Stinson Model O

Model O
Role Trainer
National origin United States of America
Manufacturer Stinson Aircraft Company
Designer Robert L. Hall
First flight May 1933
Primary user Honduran Air Force
Number built 9
Developed from Stinson Reliant

The Stinson Model O was an American single-engined military trainer aircraft of the 1930s designed built by the Stinson Aircraft Company. Based on the Stinson SR, the Model O was designed to meet a requirement of the Honduran Air Force, forming the initial equipment of that air arm.

Design and development

In 1933, New Zealander Lowell Yerex, who had flown reconnaissance flights in his Stinson Detroiter for forces loyal to Honduran President-elect Tiburcio Carías Andino in a civil war in December 1931, and subsequently founded the South American airline consortium TACA, was tasked with buying trainers and counter-insurgency aircraft for the Escuela Nacional de Aviación or National Aviation School, which was later to form the core of the Honduran Air Force. Following discussions between Yerex and the Stinson Aircraft Company, Robert Hall, designer of the Gee Bee Model Z racing aircraft, designed an aircraft to meet the Honduran requirement.[1][2]

Hall's design, the Model O, was a parasol wing monoplane which used the wings and tail surfaces of the Stinson SR Reliant four-seat private aircraft, combining them with a new fuselage seating the crew of two in tandem in open cockpits (the Model O was the first and only Stinson aircraft to have open cockpits). The aircraft was powered by a Lycoming R-680 radial engine, rated at 220 hp (160 kW) and capable of running on low-octane rating fuel. The aircraft could be armed with two fixed forward-firing machine guns, with a further machine gun flexibly mounted in the observer's cockpit, while a bomb rack could be mounted beneath the fuselage. Design and construction proceeded quickly, with the prototype first flying in May 1933.[3][4]

Operational history

Honduras purchased three Model Os, taking delivery in December 1933, when they formed the initial equipment of the Escuela Nacional de Aviación, with Honduran serial numbers 1–3.[1] Following the Japanese attack on Pearl Harbor in December 1941, Honduras's Model Os were used to carry out patrols along the coast of the still-neutral country. One of the Model Os went missing during such a patrol, but the other two were still in use at the end of the Second World War in 1945.[5]

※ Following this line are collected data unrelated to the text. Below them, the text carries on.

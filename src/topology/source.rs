/*!
Display-name lookup for polled devices.

This module defines:
- `HostNameResolver`: an async trait returning the name to show for an address, if one is known.
- `StaticNameResolver`: a resolver backed by a fixed address -> name table.

A miss is not an error. The builder falls back to the address text.
*/

use std::{collections::HashMap, net::IpAddr, path::Path};

use async_trait::async_trait;
use thiserror::Error;

#[derive(Debug, Error)]
pub enum NameSourceError {
    #[error("cannot read host names from {path}: {source}")]
    Io {
        path: String,
        #[source]
        source: std::io::Error,
    },
    #[error("host name file {path} is not a JSON object of address -> name: {source}")]
    Parse {
        path: String,
        #[source]
        source: serde_json::Error,
    },
}

#[async_trait]
pub trait HostNameResolver: Send + Sync + 'static {
    async fn resolve(&self, address: IpAddr) -> Option<String>;
}

#[derive(Debug, Clone, Default)]
pub struct StaticNameResolver {
    names: HashMap<IpAddr, String>,
}

impl StaticNameResolver {
    pub fn new(names: HashMap<IpAddr, String>) -> Self {
        Self { names }
    }

    /// Reads a JSON object such as `{"10.0.0.1": "core-sw1"}`.
    pub fn from_file(path: &Path) -> Result<Self, NameSourceError> {
        let json = std::fs::read_to_string(path).map_err(|source| NameSourceError::Io {
            path: path.display().to_string(),
            source,
        })?;
        let names = serde_json::from_str(&json).map_err(|source| NameSourceError::Parse {
            path: path.display().to_string(),
            source,
        })?;
        Ok(Self { names })
    }

    /// Adds `other`'s names; entries already present win.
    pub fn merged_with(mut self, other: HashMap<IpAddr, String>) -> Self {
        for (address, name) in other {
            self.names.entry(address).or_insert(name);
        }
        self
    }

    pub fn into_names(self) -> HashMap<IpAddr, String> {
        self.names
    }

    pub fn len(&self) -> usize {
        self.names.len()
    }

    pub fn is_empty(&self) -> bool {
        self.names.is_empty()
    }
}

#[async_trait]
impl HostNameResolver for StaticNameResolver {
    async fn resolve(&self, address: IpAddr) -> Option<String> {
        self.names
            .get(&address)
            .map(|name| name.trim())
            .filter(|name| !name.is_empty())
            .map(str::to_string)
    }
}

#[cfg(test)]
mod tests {
    use super::*;

    fn ip(s: &str) -> IpAddr {
        s.parse().unwrap()
    }

    #[tokio::test]
    async fn test_static_resolver() {
        let resolver = StaticNameResolver::new(HashMap::from([
            (ip("10.0.0.1"), "deviceX".to_string()),
            (ip("10.0.0.2"), "  ".to_string()),
        ]));
        assert_eq!(resolver.resolve(ip("10.0.0.1")).await.as_deref(), Some("deviceX"));
        assert_eq!(resolver.resolve(ip("10.0.0.2")).await, None);
        assert_eq!(resolver.resolve(ip("10.0.0.3")).await, None);
    }

    #[test]
    fn test_inline_names_win_over_file() {
        let resolver = StaticNameResolver::new(HashMap::from([(ip("10.0.0.1"), "inline".to_string())]))
            .merged_with(HashMap::from([
                (ip("10.0.0.1"), "from-file".to_string()),
                (ip("10.0.0.9"), "edge".to_string()),
            ]));
        assert_eq!(resolver.names[&ip("10.0.0.1")], "inline");
        assert_eq!(resolver.len(), 2);
    }

    #[test]
    fn test_from_file_errors() {
        let err = StaticNameResolver::from_file(Path::new("/nonexistent/hosts.json")).unwrap_err();
        assert!(matches!(err, NameSourceError::Io { .. }));

        let path = std::env::temp_dir().join(format!("snmp-topology-names-{}.json", std::process::id()));
        std::fs::write(&path, r#"["not", "a", "map"]"#).unwrap();
        let err = StaticNameResolver::from_file(&path).unwrap_err();
        std::fs::remove_file(&path).unwrap();
        assert!(matches!(err, NameSourceError::Parse { .. }));
    }

    #[test]
    fn test_from_file() {
        let path = std::env::temp_dir().join(format!("snmp-topology-hosts-{}.json", std::process::id()));
        std::fs::write(&path, r#"{"192.168.62.1": "core-sw1", "fd00::1": "v6-rtr"}"#).unwrap();
        let resolver = StaticNameResolver::from_file(&path).unwrap();
        std::fs::remove_file(&path).unwrap();
        assert_eq!(resolver.names[&ip("fd00::1")], "v6-rtr");
        assert_eq!(resolver.len(), 2);
    }
}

A total of nine Model Os were built, with three being sold to China, one to Argentina and one to Brazil. With the Spanish Civil War raging, an attempt was made in 1938 by Republican Spain to purchase 100 Model Os, with President Franklin D. Roosevelt's brother-in-law Hall Roosevelt acting as negotiator for the Spanish, but the American arms embargo stopped the deal.[6] The prototype remained in the US as a civil aircraft, and was still in use in 1946.[6]

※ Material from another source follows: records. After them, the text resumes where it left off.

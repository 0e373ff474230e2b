//! SNMP neighbor topology discovery.
//!
//! Sweeps subnets for live hosts, walks each host's LLDP/CDP neighbor tables and builds one
//! device graph from what they report.

pub mod acquisition;
pub mod config;
pub mod neighbors;
pub mod network;
pub mod scanner;
pub mod topology;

A replica Model O was constructed by Evergreen Aviation Services of Portland, Oregon, using the wings and tail of a Stinson SR-5 Reliant and a fuselage and wing center-section reconstructed from photographs. It first flew on March 24, 2010.[7][8]

Operators

 China
 Honduras

Specifications

Data from General Dynamics Aircraft and their Predecessors[6]

General characteristics

Performance


Notes

  1. 1 2 Hagedorn Air Enthusiast Thirty-one, p. 59.
  2. Wegg 1990, p. 130.
  3. Wegg 1990, pp. 130–131.
  4. "Stinson". Aircraft of North America 1903–2003. Aerofiles. Retrieved 1 December 2012.
  5. Hagedorn Air Enthusiast Thirty-one, pp. 62–63.
  6. 1 2 3 Wegg 1990, p. 131.
  7. Wood, Janice (April 5, 2010). "First Flight of Stinson Model O Replica". General Aviation News. Retrieved December 1, 2012.
  8. Davisson, Budd (June 2011). "The Paulson-Poling-Teal Stinson Model O" (PDF). Vintage Aircraft. EAA. 39 (6): 6–13.
  9. Andersson 2008, p. 40.

References

  • Andersson, Lennart (2008). A History of Chinese Aviation: Encyclopedia of Aircraft and Aviation in China until 1949. Taipei, Republic of China: AHS of ROC. ISBN 978-957-28533-3-7. 
  • Hagedorn, Daniel P. (July–November 1986). "From Caudillos to COIN". Air Enthusiast. No. Thirty-one. pp. 55–70. ISSN 0143-5450. 
  • Wegg, John (1990). General Dynamics Aircraft and their Predecessors. London: Putnam. ISBN 0-85177-833-X.